*Exercise*. Would you repeat exactly the part of the listing below that runs from the line containing "#[cfg(test)]" down to the line containing "let line = RunSpec::new(2, 3).manifest_line();", inclusive, and nothing else?

*Available data*.
use std::fmt;
use std::iter::FusedIterator;

/// One ADMIXTURE run: cluster count `k` and trial number `r`, both 1-based
#[derive(Debug, Clone, Copy, PartialEq, Eq, Hash, PartialOrd, Ord)]
pub struct RunSpec {
    pub k: u64,
    pub r: u64,
}

impl RunSpec {
    pub fn new(k: u64, r: u64) -> Self {
        Self { k, r }
    }

    /// Run label, e.g. `K3r2`
    pub fn label(&self) -> String {
        format!("K{}r{}", self.k, self.r)
    }

    /// Relative path of the Q matrix ADMIXTURE writes for this run
    pub fn q_file(&self) -> String {
        format!("./Admixture-input.{}_trial{}.Q", self.k, self.r)
    }

    pub fn manifest_line(&self) -> ManifestLine {
        ManifestLine(*self)
    }
}

/// A single manifest record: label, K and Q-file path, tab separated.
///
/// `Display` renders the record without the line terminator.
#[derive(Debug, Clone, Copy, PartialEq, Eq)]
pub struct ManifestLine(RunSpec);

impl fmt::Display for ManifestLine {
    fn fmt(&self, f: &mut fmt::Formatter<'_>) -> fmt::Result {
        let run = &self.0;
        write!(f, "{}\t{}\t{}", run.label(), run.k, run.q_file())
    }
}

/// The full K x R grid of runs.
///
/// Iteration is k-major: every trial of K=1 comes before any trial of K=2.
#[derive(Debug, Clone, Copy, PartialEq, Eq)]
pub struct RunGrid {
    pub max_k: u64,
    pub trials: u64,
}

impl RunGrid {
    /// Bounds of zero or below give an empty grid.
    pub fn new(max_k: i64, trials: i64) -> Self {
        Self {
            max_k: u64::try_from(max_k).unwrap_or(0),
            trials: u64::try_from(trials).unwrap_or(0),
        }
    }

    /// Number of runs in the grid
    pub fn len(&self) -> u128 {
        u128::from(self.max_k) * u128::from(self.trials)
    }

    pub fn is_empty(&self) -> bool {
        self.len() == 0
    }

    pub fn iter(&self) -> RunIter {
        RunIter {
            grid: *self,
            next: if self.is_empty() {
                None
            } else {
                Some(RunSpec::new(1, 1))
            },
        }
    }
}

impl IntoIterator for RunGrid {
    type Item = RunSpec;
    type IntoIter = RunIter;

    fn into_iter(self) -> RunIter {
        self.iter()
    }
}

impl IntoIterator for &RunGrid {
    type Item = RunSpec;
    type IntoIter = RunIter;

    fn into_iter(self) -> RunIter {
        self.iter()
    }
}

/// Lazy iterator over a [`RunGrid`]
#[derive(Debug, Clone)]
pub struct RunIter {
    grid: RunGrid,
    next: Option<RunSpec>,
}

impl Iterator for RunIter {
    type Item = RunSpec;

    fn next(&mut self) -> Option<RunSpec> {
        let current = self.next?;
        self.next = if current.r < self.grid.trials {
            Some(RunSpec::new(current.k, current.r + 1))
        } else if current.k < self.grid.max_k {
            Some(RunSpec::new(current.k + 1, 1))
        } else {
            None
        };
        Some(current)
    }

    fn size_hint(&self) -> (usize, Option<usize>) {
        let remaining = match self.next {
            Some(RunSpec { k, r }) => {
                u128::from(self.grid.max_k - k) * u128::from(self.grid.trials)
                    + u128::from(self.grid.trials - r + 1)
            }
            None => 0,
        };
        match usize::try_from(remaining) {
            Ok(n) => (n, Some(n)),
            Err(_) => (usize::MAX, None),
        }
    }
}

impl FusedIterator for RunIter {}

#[cfg(test)]
mod tests {
    use super::*;

    #[test]
    fn test_label_and_q_file() {
        let run = RunSpec::new(3, 12);
        assert_eq!(run.label(), "K3r12");
        assert_eq!(run.q_file(), "./Admixture-input.3_trial12.Q");
    }

    #[test]
    fn test_manifest_line_format() {
        let line = RunSpec::new(2, 3).manifest_line();
        assert_eq!(line.to_string(), "K2r3\t2\t./Admixture-input.2_trial3.Q");
    }

    #[test]
    fn test_manifest_line_matches_parts() {
        let run = RunSpec::new(7, 1);
        let expected = format!("{}\t{}\t{}", run.label(), run.k, run.q_file());
        assert_eq!(run.manifest_line().to_string(), expected);
    }

    #[test]
    fn test_grid_order_is_k_major() {
        let runs: Vec<RunSpec> = RunGrid::new(2, 3).iter().collect();
        assert_eq!(
            runs,
            vec![
                RunSpec::new(1, 1),
                RunSpec::new(1, 2),
                RunSpec::new(1, 3),
                RunSpec::new(2, 1),
                RunSpec::new(2, 2),
                RunSpec::new(2, 3),
            ]
        );
    }

    #[test]
    fn test_grid_index_formula() {
        let grid = RunGrid::new(5, 4);
        for (i, run) in grid.iter().enumerate() {
            let expected = (run.k - 1) as usize * 4 + (run.r - 1) as usize;
            assert_eq!(i, expected);
        }
        assert_eq!(grid.iter().count() as u128, grid.len());
    }

    #[test]
    fn test_single_run_grid() {
        let runs: Vec<RunSpec> = RunGrid::new(1, 1).into_iter().collect();
        assert_eq!(runs, vec![RunSpec::new(1, 1)]);
    }

    #[test]
    fn test_zero_bound_is_empty() {
        assert!(RunGrid::new(0, 5).is_empty());
        assert!(RunGrid::new(-1, 2).is_empty());
        assert!(RunGrid::new(4, -3).is_empty());
        assert_eq!(RunGrid::new(-1, -1).iter().count(), 0);
        assert!(RunGrid::new(5, 0).is_empty());
        assert_eq!(RunGrid::new(0, 0).iter().next(), None);
        assert_eq!(RunGrid::new(3, 0).iter().count(), 0);
    }

    #[test]
    fn test_len_does_not_overflow() {
        let grid = RunGrid::new(i64::MAX, i64::MAX);
        assert_eq!(grid.len(), i64::MAX as u128 * i64::MAX as u128);
    }

    #[test]
    fn test_size_hint_tracks_remaining() {
        let mut iter = RunGrid::new(3, 4).iter();
        assert_eq!(iter.size_hint(), (12, Some(12)));

        for taken in 1..=12 {
            iter.next();
            assert_eq!(iter.size_hint(), (12 - taken, Some(12 - taken)));
        }
        assert_eq!(iter.next(), None);
        assert_eq!(RunGrid::new(0, 4).iter().size_hint(), (0, Some(0)));
    }

    #[test]
    fn test_size_hint_saturates_on_huge_grid() {
        let iter = RunGrid::new(i64::MAX, i64::MAX).iter();
        assert_eq!(iter.size_hint(), (usize::MAX, None));
    }
}
//! Drawing events carried over the data channel

use serde::{Deserialize, Serialize};

/// One pointer sample of a stroke
///
/// `end_line` marks the pen being lifted; its coordinates are ignored.
#[derive(Debug, Clone, Copy, PartialEq, Serialize, Deserialize)]
#[serde(rename_all = "camelCase")]
pub struct DrawEvent {
    pub offset_x: f64,
    pub offset_y: f64,
    pub end_line: bool,
}

impl DrawEvent {
    pub fn point(offset_x: f64, offset_y: f64) -> Self {
        Self {
            offset_x,
            offset_y,
            end_line: false,
        }
    }

    pub fn end_line(offset_x: f64, offset_y: f64) -> Self {
        Self {
            offset_x,
            offset_y,
            end_line: true,
        }
    }

    pub fn to_json(&self) -> Result<String, serde_json::Error> {
        serde_json::to_string(self)
    }

    pub fn from_json(text: &str) -> Result<Self, serde_json::Error> {
        serde_json::from_str(text)
    }
}

/// What a remote event means for the path being rendered
#[derive(Debug, Clone, Copy, PartialEq)]
pub enum StrokeUpdate {
    /// Start a new path at this point
    Begin { x: f64, y: f64 },
    /// Extend the current path to this point
    Extend { x: f64, y: f64 },
    /// Close the current path
    End,
}

/// Turns the remote event stream into path operations
#[derive(Debug, Default)]
pub struct StrokeAssembler {
    drawing: bool,
}

impl StrokeAssembler {
    pub fn new() -> Self {
        Self::default()
    }

    /// Returns `None` for a terminator with no open path
    pub fn apply(&mut self, event: &DrawEvent) -> Option<StrokeUpdate> {
        if event.end_line {
            let was_drawing = std::mem::replace(&mut self.drawing, false);
            return was_drawing.then_some(StrokeUpdate::End);
        }

        let (x, y) = (event.offset_x, event.offset_y);
        if self.drawing {
            Some(StrokeUpdate::Extend { x, y })
        } else {
            self.drawing = true;
            Some(StrokeUpdate::Begin { x, y })
        }
    }

    pub fn is_drawing(&self) -> bool {
        self.drawing
    }
}
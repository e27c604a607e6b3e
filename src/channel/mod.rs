//! Channel Module - application data over the peer connection
//!
//! - `DrawEvent` wire format
//! - Stroke assembly for the remote side
//! - Adapter binding the `canvasData` channel

mod adapter;
mod event;

pub use adapter::{ChannelError, DataChannel, DataChannelAdapter, DrawHandler, MessageHandler};
pub use event::{DrawEvent, StrokeAssembler, StrokeUpdate};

*Result*.
#[cfg(test)]
mod tests {
    use super::*;

    #[test]
    fn test_label_and_q_file() {
        let run = RunSpec::new(3, 12);
        assert_eq!(run.label(), "K3r12");
        assert_eq!(run.q_file(), "./Admixture-input.3_trial12.Q");
    }

    #[test]
    fn test_manifest_line_format() {
        let line = RunSpec::new(2, 3).manifest_line();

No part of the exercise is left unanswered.